### Required work
Your answer should be a number only: the count of lines in the following entries that contain "ignored".

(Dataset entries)
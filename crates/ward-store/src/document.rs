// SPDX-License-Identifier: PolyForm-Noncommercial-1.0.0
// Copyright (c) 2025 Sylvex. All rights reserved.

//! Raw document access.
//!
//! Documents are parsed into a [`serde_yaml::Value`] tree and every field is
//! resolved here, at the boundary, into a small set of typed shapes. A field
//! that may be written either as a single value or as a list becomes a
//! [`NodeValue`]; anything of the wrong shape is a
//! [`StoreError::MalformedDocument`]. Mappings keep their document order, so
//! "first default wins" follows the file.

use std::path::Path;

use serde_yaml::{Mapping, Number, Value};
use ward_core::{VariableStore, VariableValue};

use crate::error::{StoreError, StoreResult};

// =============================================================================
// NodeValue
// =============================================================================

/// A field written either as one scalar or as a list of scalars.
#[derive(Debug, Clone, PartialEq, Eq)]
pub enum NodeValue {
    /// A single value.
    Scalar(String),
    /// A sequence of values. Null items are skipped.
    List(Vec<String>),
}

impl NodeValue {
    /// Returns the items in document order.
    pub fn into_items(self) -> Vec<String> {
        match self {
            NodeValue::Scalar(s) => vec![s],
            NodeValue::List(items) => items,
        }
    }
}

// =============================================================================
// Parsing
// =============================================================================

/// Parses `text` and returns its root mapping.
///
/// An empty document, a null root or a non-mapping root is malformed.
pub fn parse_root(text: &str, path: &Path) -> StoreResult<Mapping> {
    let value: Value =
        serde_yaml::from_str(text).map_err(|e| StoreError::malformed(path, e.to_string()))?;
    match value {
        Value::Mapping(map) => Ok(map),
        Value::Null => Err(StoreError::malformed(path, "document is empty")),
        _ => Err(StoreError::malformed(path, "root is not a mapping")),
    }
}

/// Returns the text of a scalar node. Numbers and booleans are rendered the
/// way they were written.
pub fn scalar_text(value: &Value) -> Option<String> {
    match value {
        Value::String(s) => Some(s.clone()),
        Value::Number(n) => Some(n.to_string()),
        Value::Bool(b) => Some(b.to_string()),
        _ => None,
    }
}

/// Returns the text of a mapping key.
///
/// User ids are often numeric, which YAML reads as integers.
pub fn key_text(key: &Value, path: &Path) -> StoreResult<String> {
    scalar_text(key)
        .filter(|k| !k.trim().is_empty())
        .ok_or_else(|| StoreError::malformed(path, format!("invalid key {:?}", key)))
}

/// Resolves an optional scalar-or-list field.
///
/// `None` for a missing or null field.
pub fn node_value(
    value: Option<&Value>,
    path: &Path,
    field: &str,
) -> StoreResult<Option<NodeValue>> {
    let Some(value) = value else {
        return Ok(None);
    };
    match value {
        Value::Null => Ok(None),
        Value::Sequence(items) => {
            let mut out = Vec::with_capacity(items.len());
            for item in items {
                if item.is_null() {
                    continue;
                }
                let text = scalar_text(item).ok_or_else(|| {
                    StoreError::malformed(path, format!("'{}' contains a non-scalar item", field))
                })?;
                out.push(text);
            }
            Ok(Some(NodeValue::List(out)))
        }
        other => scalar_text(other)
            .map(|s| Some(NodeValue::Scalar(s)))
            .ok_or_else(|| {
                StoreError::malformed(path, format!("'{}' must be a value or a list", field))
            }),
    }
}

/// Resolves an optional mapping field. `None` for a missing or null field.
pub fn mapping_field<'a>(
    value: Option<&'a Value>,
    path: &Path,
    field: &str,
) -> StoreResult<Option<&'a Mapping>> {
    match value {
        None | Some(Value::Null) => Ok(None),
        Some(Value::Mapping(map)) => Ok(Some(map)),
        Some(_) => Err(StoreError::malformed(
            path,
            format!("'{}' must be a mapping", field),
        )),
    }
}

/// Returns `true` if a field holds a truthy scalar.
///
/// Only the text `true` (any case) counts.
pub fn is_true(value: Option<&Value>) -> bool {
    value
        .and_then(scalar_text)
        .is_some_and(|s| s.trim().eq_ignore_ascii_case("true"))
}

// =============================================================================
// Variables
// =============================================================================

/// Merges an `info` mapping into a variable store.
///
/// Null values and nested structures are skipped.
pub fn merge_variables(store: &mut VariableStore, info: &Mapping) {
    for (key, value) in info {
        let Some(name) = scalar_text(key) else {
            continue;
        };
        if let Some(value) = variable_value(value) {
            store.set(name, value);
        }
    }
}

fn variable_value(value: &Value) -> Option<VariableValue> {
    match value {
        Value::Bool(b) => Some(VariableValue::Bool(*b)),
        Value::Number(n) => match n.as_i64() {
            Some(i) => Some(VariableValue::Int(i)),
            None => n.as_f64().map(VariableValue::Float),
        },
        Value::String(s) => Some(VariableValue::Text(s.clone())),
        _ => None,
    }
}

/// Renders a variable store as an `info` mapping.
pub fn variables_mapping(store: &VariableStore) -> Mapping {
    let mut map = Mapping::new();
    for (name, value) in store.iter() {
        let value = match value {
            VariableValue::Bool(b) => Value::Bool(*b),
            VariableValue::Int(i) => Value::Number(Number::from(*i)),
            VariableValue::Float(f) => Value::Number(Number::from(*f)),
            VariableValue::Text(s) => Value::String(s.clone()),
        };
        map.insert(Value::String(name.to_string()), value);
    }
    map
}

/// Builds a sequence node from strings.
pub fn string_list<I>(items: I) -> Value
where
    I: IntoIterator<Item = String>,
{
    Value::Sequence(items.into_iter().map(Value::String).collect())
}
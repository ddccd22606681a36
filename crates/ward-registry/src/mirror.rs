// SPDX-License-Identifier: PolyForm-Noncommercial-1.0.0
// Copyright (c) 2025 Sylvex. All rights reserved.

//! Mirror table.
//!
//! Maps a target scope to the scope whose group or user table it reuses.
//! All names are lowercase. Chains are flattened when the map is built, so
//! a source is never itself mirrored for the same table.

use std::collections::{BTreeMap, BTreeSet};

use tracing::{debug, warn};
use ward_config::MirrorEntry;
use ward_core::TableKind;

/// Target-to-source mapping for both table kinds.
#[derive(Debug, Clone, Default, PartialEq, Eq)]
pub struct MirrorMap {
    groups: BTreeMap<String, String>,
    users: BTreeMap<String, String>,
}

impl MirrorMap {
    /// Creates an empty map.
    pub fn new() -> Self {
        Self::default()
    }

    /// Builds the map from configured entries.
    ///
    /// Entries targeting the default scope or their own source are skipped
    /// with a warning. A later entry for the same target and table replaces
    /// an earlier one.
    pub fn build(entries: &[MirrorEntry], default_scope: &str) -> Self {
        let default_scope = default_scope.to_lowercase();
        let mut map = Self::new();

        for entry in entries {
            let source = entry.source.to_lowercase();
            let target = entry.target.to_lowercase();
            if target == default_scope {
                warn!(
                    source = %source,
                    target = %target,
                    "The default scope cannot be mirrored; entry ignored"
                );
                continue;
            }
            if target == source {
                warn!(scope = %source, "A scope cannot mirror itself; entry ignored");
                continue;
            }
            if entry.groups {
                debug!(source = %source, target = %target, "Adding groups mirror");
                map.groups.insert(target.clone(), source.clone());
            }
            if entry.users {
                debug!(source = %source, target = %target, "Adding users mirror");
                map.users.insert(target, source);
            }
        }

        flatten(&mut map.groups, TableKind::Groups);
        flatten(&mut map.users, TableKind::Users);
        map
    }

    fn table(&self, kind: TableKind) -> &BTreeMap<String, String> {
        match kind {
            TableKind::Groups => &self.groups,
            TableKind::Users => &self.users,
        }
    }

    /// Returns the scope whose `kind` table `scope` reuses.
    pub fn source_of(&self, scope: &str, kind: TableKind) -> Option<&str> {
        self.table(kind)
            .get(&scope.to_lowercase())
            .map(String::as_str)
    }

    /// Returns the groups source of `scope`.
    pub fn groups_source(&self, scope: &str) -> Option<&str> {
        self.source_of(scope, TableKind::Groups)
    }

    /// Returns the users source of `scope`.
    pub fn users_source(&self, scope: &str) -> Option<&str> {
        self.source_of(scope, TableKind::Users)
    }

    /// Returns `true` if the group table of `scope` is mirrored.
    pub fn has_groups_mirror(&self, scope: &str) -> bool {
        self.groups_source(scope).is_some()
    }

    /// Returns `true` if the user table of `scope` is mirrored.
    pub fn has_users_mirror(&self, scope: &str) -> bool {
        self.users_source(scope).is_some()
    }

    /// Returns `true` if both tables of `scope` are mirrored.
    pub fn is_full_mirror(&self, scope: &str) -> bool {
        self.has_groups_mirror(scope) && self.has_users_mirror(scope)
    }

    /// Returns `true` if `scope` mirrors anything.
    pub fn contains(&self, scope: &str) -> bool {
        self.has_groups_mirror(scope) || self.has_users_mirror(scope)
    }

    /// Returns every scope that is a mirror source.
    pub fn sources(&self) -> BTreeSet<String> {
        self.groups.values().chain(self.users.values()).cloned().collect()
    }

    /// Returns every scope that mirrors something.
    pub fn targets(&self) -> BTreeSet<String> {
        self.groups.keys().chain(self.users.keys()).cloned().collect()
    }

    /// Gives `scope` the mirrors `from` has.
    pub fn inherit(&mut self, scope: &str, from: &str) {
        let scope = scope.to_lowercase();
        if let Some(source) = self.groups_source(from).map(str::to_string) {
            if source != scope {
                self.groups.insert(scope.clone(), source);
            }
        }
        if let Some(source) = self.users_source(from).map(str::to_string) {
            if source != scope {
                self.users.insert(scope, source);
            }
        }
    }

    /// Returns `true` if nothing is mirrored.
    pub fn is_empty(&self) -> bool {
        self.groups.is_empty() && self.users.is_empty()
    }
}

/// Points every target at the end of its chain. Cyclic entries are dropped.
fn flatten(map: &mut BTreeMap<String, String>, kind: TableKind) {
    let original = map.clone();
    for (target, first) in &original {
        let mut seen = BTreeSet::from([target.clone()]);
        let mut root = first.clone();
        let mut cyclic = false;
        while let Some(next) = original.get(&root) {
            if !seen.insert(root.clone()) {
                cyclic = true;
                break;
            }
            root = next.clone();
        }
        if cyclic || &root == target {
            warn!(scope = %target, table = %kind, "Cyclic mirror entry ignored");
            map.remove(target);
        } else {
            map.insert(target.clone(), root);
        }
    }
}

### Answer
3